The calendar marks a line we are about to cross,
A fence between the old hay and the new growth.
I have no map for what lies on the other side,
No towering design or blueprints rolled in my palms,
Only the simple desire to walk that uneven ground
With my hand finding yours in the spaces between.
Let us not be like the summer travelers who meet
Only where the view is easy and the sun is high.
There is a deeper labor in the soil than just joy,
I would rather we be the stone walls that hold,
Building something well-weathered, inch by weary inch,
Instead of a tent that collapses when the birds fly south.
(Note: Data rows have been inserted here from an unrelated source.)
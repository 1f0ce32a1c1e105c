use crate::core::state::{SaveStatus, ViewState};
use crate::domain::model::{BlogPost, NewsletterContent, SaveRecord};
use crate::domain::ports::{CompletionClient, ContentFetcher, PersistenceClient};
use crate::utils::error::Result;
use std::sync::{Mutex, MutexGuard, PoisonError};

pub const GENERATE_ERROR_PREFIX: &str = "Failed to process and generate blog post: ";
pub const SAVE_ERROR_PREFIX: &str = "Failed to save post: ";

/// How a user action was handled.
#[derive(Debug, Clone, Copy, PartialEq, Eq)]
pub enum Dispatch {
    /// The action ran and its result is now in the view state.
    Completed,
    /// Another call was already in flight; nothing was started.
    Busy,
    /// Nothing to act on (save without a post).
    Skipped,
    /// A reset or a newer generation replaced the state while the call was in flight.
    Superseded,
}

struct Inner {
    view: ViewState,
    epoch: u64,
}

/// View model behind the sermon page.
///
/// The lock is never held across an outbound call. Every `generate` and
/// `reset` bumps an epoch; a call that finishes under an older epoch is
/// dropped instead of overwriting newer state.
pub struct SermonController<F: ContentFetcher, C: CompletionClient, P: PersistenceClient> {
    fetcher: F,
    completion: C,
    persistence: P,
    newsletter_url: String,
    inner: Mutex<Inner>,
}

impl<F: ContentFetcher, C: CompletionClient, P: PersistenceClient> SermonController<F, C, P> {
    pub fn new(fetcher: F, completion: C, persistence: P, newsletter_url: impl Into<String>) -> Self {
        Self {
            fetcher,
            completion,
            persistence,
            newsletter_url: newsletter_url.into(),
            inner: Mutex::new(Inner {
                view: ViewState::Idle,
                epoch: 0,
            }),
        }
    }

    fn lock(&self) -> MutexGuard<'_, Inner> {
        self.inner.lock().unwrap_or_else(PoisonError::into_inner)
    }

    pub fn snapshot(&self) -> ViewState {
        self.lock().view.clone()
    }

    pub async fn generate(&self) -> Dispatch {
        let epoch = {
            let mut inner = self.lock();
            if inner.view.is_busy() {
                tracing::warn!("Generate ignored: an operation is already in flight");
                return Dispatch::Busy;
            }
            inner.epoch += 1;
            inner.view = ViewState::Generating;
            inner.epoch
        };

        tracing::info!("Generating sermon (epoch {})", epoch);
        let outcome = self.fetch_and_generate().await;

        let mut inner = self.lock();
        if inner.epoch != epoch {
            tracing::warn!("Dropping stale generation result (epoch {})", epoch);
            return Dispatch::Superseded;
        }

        inner.view = match outcome {
            Ok((post, newsletter)) => {
                tracing::info!("Sermon ready: {}", post.title);
                ViewState::Displaying {
                    post,
                    newsletter,
                    save: SaveStatus::Unsaved,
                }
            }
            Err(e) => {
                tracing::error!("Generation failed: {}", e);
                ViewState::Failed {
                    message: format!("{}{}", GENERATE_ERROR_PREFIX, e),
                }
            }
        };
        Dispatch::Completed
    }

    async fn fetch_and_generate(&self) -> Result<(BlogPost, NewsletterContent)> {
        let newsletter = self.fetcher.fetch(&self.newsletter_url).await?;
        tracing::debug!("Fetched newsletter ({} bytes)", newsletter.len());
        let post = self.completion.generate(&newsletter).await?;
        Ok((post, newsletter))
    }

    pub async fn save(&self) -> Dispatch {
        let (epoch, record) = {
            let mut inner = self.lock();
            let record = match &mut inner.view {
                ViewState::Displaying {
                    save: SaveStatus::Saving,
                    ..
                } => {
                    tracing::warn!("Save ignored: a save is already in flight");
                    return Dispatch::Busy;
                }
                ViewState::Displaying {
                    post,
                    newsletter,
                    save,
                } => {
                    *save = SaveStatus::Saving;
                    SaveRecord::from_post(post, newsletter)
                }
                _ => {
                    tracing::debug!("Save skipped: no sermon to save");
                    return Dispatch::Skipped;
                }
            };
            (inner.epoch, record)
        };

        tracing::info!("Saving sermon: {}", record.title);
        let result = self.persistence.save(&record).await;

        let mut inner = self.lock();
        if inner.epoch != epoch {
            tracing::warn!("Dropping stale save result (epoch {})", epoch);
            return Dispatch::Superseded;
        }

        if let ViewState::Displaying { save, .. } = &mut inner.view {
            *save = match result {
                Ok(()) => {
                    tracing::info!("Sermon saved");
                    SaveStatus::Saved
                }
                Err(e) => {
                    tracing::error!("Save failed: {}", e);
                    SaveStatus::Failed(format!("{}{}", SAVE_ERROR_PREFIX, e))
                }
            };
        }
        Dispatch::Completed
    }

    pub fn reset(&self) {
        let mut inner = self.lock();
        inner.epoch += 1;
        inner.view = ViewState::Idle;
        tracing::debug!("Reset to idle (epoch {})", inner.epoch);
    }
}
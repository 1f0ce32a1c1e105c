use clap::Parser;
use omega_sermon::core::state::LOADING_MESSAGE;
use omega_sermon::core::Storage;
use omega_sermon::utils::error::{ErrorSeverity, SermonError};
use omega_sermon::utils::{logger, validation::Validate};
use omega_sermon::{build_controller, CliConfig, Credentials, LocalStorage, SaveStatus, ViewState};

fn exit_with(e: &SermonError) -> ! {
    tracing::error!(
        "❌ {} (Category: {:?}, Severity: {:?})",
        e,
        e.category(),
        e.severity()
    );
    tracing::error!("💡 Recovery suggestion: {}", e.recovery_suggestion());
    eprintln!("❌ {}", e.user_friendly_message());
    eprintln!("💡 {}", e.recovery_suggestion());

    let exit_code = match e.severity() {
        ErrorSeverity::Low => 0,
        ErrorSeverity::Medium => 2,
        ErrorSeverity::High => 1,
        ErrorSeverity::Critical => 3,
    };
    std::process::exit(exit_code);
}

fn render(view: &ViewState) {
    match view {
        ViewState::Idle => println!("OMEGA is ready to transmute the daily news into a sermon."),
        ViewState::Generating => println!("{}", LOADING_MESSAGE),
        ViewState::Failed { message } => {
            println!("An Error Occurred");
            println!("{}", message);
        }
        ViewState::Displaying { post, save, .. } => {
            println!("{}\n", post.title);
            println!("{}", post.body);
            if let Some(label) = save.label() {
                println!("\n[{}]", label);
            }
            if let SaveStatus::Failed(message) = save {
                println!("{}", message);
            }
        }
    }
}

#[tokio::main]
async fn main() -> anyhow::Result<()> {
    // .env 可選；找不到就只用系統環境變數
    dotenv::dotenv().ok();

    let cli = CliConfig::parse();

    if cli.json_logs {
        logger::init_json_logger();
    } else {
        logger::init_cli_logger(cli.verbose);
    }

    tracing::info!("Starting omega-sermon");
    if cli.verbose {
        tracing::debug!("CLI config: {:?}", cli);
    }

    // 載入並驗證配置
    let settings = match cli.load_settings().and_then(|s| s.validate().map(|_| s)) {
        Ok(settings) => settings,
        Err(e) => exit_with(&e),
    };

    // 憑證缺一不可，啟動時就失敗
    let credentials = match Credentials::from_env().and_then(|c| c.validate().map(|_| c)) {
        Ok(credentials) => credentials,
        Err(e) => exit_with(&e),
    };

    let system_instruction = match settings.system_instruction() {
        Ok(instruction) => instruction,
        Err(e) => exit_with(&e),
    };

    let controller = match build_controller(&settings, system_instruction, &credentials) {
        Ok(controller) => controller,
        Err(e) => exit_with(&e),
    };

    println!("{}", LOADING_MESSAGE);
    controller.generate().await;
    let view = controller.snapshot();
    render(&view);

    let Some(post) = view.post() else {
        std::process::exit(1);
    };

    if let Some(output) = &cli.output {
        let storage = LocalStorage::new(".".to_string());
        storage.write_file(output, post.full_text().as_bytes()).await?;
        tracing::info!("📁 Sermon written to: {}", output);
    }

    if cli.save {
        println!("\nSaving...");
        controller.save().await;
        let view = controller.snapshot();
        match view.save_status() {
            Some(SaveStatus::Saved) => println!("Saved!"),
            Some(SaveStatus::Failed(message)) => {
                eprintln!("Save Failed: {}", message);
                std::process::exit(1);
            }
            _ => {}
        }
    }

    Ok(())
}
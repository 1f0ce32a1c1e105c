use crate::domain::ports::Storage;
use crate::utils::error::Result;
use std::path::Path;

/// Writes exported sermons under a base directory.
#[derive(Debug, Clone)]
pub struct LocalStorage {
    base_path: String,
}

impl LocalStorage {
    pub fn new(base_path: String) -> Self {
        Self { base_path }
    }
}

impl Storage for LocalStorage {
    async fn write_file(&self, path: &str, data: &[u8]) -> Result<()> {
        let full_path = Path::new(&self.base_path).join(path);

        if let Some(parent) = full_path.parent() {
            tokio::fs::create_dir_all(parent).await?;
        }

        tokio::fs::write(full_path, data).await?;
        Ok(())
    }
}
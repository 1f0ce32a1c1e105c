pub mod adapters;
pub mod app;
pub mod config;
pub mod core;
pub mod domain;
pub mod utils;

#[cfg(feature = "cli")]
pub use config::CliConfig;

pub use adapters::storage::LocalStorage;
pub use app::{build_controller, LiveController};
pub use config::{Credentials, TomlConfig};
pub use crate::core::controller::{Dispatch, SermonController};
pub use crate::core::state::{SaveStatus, ViewState};
pub use domain::model::{BlogPost, NewsletterContent, SaveRecord};
pub use utils::error::{Result, SermonError};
It should be a slow abiding chime, like the pulse of a clock,
A turning toward one another to ask, “How goes it?”
Not out of debt, but because the garden needs tending.
I can carry the heavy end, and you the light,
Or we can switch when the day grows long and lean,
So neither of us has to walk the furrow alone.
We must come to this without the polished masks
Or the hollow hope of what the other might provide.
True love is not a merchant weighing out silver,
It is the acceptance of the bread on the table,
Finding grace in the plainness of the wooden grain
And the warmth of a fire we both labored to feed.
So, if you are willing to step into the white frost,
Find me as I am, unadorned and standing still.
I will look for you in the same honest light,
The new year is coming, cold and bright and wide,
Shall we see what the morning has to say to us?